[Source records]
- - - - - - -

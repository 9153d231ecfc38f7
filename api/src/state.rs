use crate::validation::pipeline::ValidationPipeline;
use prometheus::Registry;
use std::sync::Arc;
use std::time::Instant;

/// Application state shared across handlers
#[derive(Clone)]
pub struct AppState {
    pub pipeline: Arc<ValidationPipeline>,
    pub started_at: Instant,
    pub registry: Registry,
}

impl AppState {
    pub fn new(pipeline: ValidationPipeline, registry: Registry) -> Self {
        Self {
            pipeline: Arc::new(pipeline),
            started_at: Instant::now(),
            registry,
        }
    }
}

- - - - - - -

### What to work on:
Without changing a word, write out each entry again.

### Answer to this problem:
repository 9153d231ecfc38f7
filename api/src/state.rs
use crate::validation::pipeline::ValidationPipeline;
use prometheus::Registry;
use std::sync::Arc;
use std::time::Instant;

/// Application state shared across handlers
#[derive(Clone)]
pub struct AppState {
    pub pipeline: Arc<ValidationPipeline>,
    pub started_at: Instant,
    pub registry: Registry,
}

impl AppState {
    pub fn new(pipeline: ValidationPipeline, registry: Registry) -> Self {
        Self {
            pipeline: Arc::new(pipeline),
            started_at: Instant::now(),
            registry,
        }
    }
}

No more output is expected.